* _ACTIVITY_
Go through the data line by line from the top, retyping each exactly, and end with the line that contains "context_window = 131072".

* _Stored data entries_
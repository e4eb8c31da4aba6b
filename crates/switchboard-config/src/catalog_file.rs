use std::path::Path;

use serde::Deserialize;
use switchboard_catalog::{CatalogSnapshot, Credential, Model, Provider};

use crate::ConfigError;

/// On-disk catalog document
///
/// This is the surface the external configuration sync writes; the core
/// turns it into a validated snapshot and never mutates it.
#[derive(Debug, Default, Deserialize)]
#[serde(deny_unknown_fields)]
pub struct CatalogFile {
    #[serde(default)]
    pub providers: Vec<Provider>,
    #[serde(default)]
    pub models: Vec<Model>,
    #[serde(default)]
    pub credentials: Vec<Credential>,
}

impl CatalogFile {
    /// Load a catalog file
    pub fn load(path: &Path) -> Result<Self, ConfigError> {
        let raw = std::fs::read_to_string(path).map_err(|source| ConfigError::Io {
            path: path.display().to_string(),
            source,
        })?;
        toml::from_str(&raw).map_err(|source| ConfigError::Parse {
            path: path.display().to_string(),
            source,
        })
    }

    /// Validate into an installable snapshot
    pub fn into_snapshot(self) -> Result<CatalogSnapshot, ConfigError> {
        CatalogSnapshot::new(self.providers, self.models, self.credentials)
            .map_err(|e| ConfigError::Invalid(e.to_string()))
    }
}

#[cfg(test)]
mod tests {
    use super::*;

    const SAMPLE: &str = r#"
        [[providers]]
        name = "openrouter"
        type = "openai-compatible"
        base_url = "https://openrouter.ai/api"
        api_keys = [{ env = "OPENROUTER_API_KEY" }]

        [[providers]]
        name = "local-ollama"
        type = "ollama-local"

        [[models]]
        name = "glm-chat"
        provider_name = "openrouter"
        remote_identifier = "z-ai/glm-4.5-air:free"
        tags = ["chat", "free"]
        default_params = { temperature = 0.7 }

        [models.config]
        context_window = 131072
        cost_per_1k_tokens = 0.0002

        [models.rate_limit]
        max_requests = 60
        per_seconds = 60
        burst_size = 80

        [[models]]
        name = "qwen-local"
        provider_name = "local-ollama"
        tags = ["chat", "local"]

        [[credentials]]
        id = "team-key"
        secret = "sk-team-1"
        allowed_providers = ["openrouter"]

        [credentials.parameter_limits]
        max_tokens = 4096
    "#;

    #[test]
    fn sample_catalog_parses_and_validates() {
        let file: CatalogFile = toml::from_str(SAMPLE).unwrap();
        assert_eq!(file.providers.len(), 2);
        assert_eq!(file.models.len(), 2);
        assert_eq!(file.credentials.len(), 1);

        let snapshot = file.into_snapshot().unwrap();
        assert!(snapshot.model("openrouter", "glm-chat").is_some());

        let model = snapshot.model("openrouter", "glm-chat").unwrap();
        assert_eq!(model.remote_identifier(), "z-ai/glm-4.5-air:free");
        assert_eq!(model.rate_limit.unwrap().burst_size, Some(80));
        assert_eq!(model.config.cost_per_1k_tokens, Some(0.0002));
    }

    #[test]
    fn dangling_model_reference_fails_validation() {
        let file: CatalogFile = toml::from_str(
            r#"
            [[models]]
            name = "orphan"
            provider_name = "nope"
            "#,
        )
        .unwrap();
        assert!(file.into_snapshot().is_err());
    }
}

* _WRITTEN RESPONSE_
repository e4eb8c31da4aba6b
filename crates/switchboard-config/src/catalog_file.rs
use std::path::Path;

use serde::Deserialize;
use switchboard_catalog::{CatalogSnapshot, Credential, Model, Provider};

use crate::ConfigError;

/// On-disk catalog document
///
/// This is the surface the external configuration sync writes; the core
/// turns it into a validated snapshot and never mutates it.
#[derive(Debug, Default, Deserialize)]
#[serde(deny_unknown_fields)]
pub struct CatalogFile {
    #[serde(default)]
    pub providers: Vec<Provider>,
    #[serde(default)]
    pub models: Vec<Model>,
    #[serde(default)]
    pub credentials: Vec<Credential>,
}

impl CatalogFile {
    /// Load a catalog file
    pub fn load(path: &Path) -> Result<Self, ConfigError> {
        let raw = std::fs::read_to_string(path).map_err(|source| ConfigError::Io {
            path: path.display().to_string(),
            source,
        })?;
        toml::from_str(&raw).map_err(|source| ConfigError::Parse {
            path: path.display().to_string(),
            source,
        })
    }

    /// Validate into an installable snapshot
    pub fn into_snapshot(self) -> Result<CatalogSnapshot, ConfigError> {
        CatalogSnapshot::new(self.providers, self.models, self.credentials)
            .map_err(|e| ConfigError::Invalid(e.to_string()))
    }
}

#[cfg(test)]
mod tests {
    use super::*;

    const SAMPLE: &str = r#"
        [[providers]]
        name = "openrouter"
        type = "openai-compatible"
        base_url = "https://openrouter.ai/api"
        api_keys = [{ env = "OPENROUTER_API_KEY" }]

        [[providers]]
        name = "local-ollama"
        type = "ollama-local"

        [[models]]
        name = "glm-chat"
        provider_name = "openrouter"
        remote_identifier = "z-ai/glm-4.5-air:free"
        tags = ["chat", "free"]
        default_params = { temperature = 0.7 }

        [models.config]
        context_window = 131072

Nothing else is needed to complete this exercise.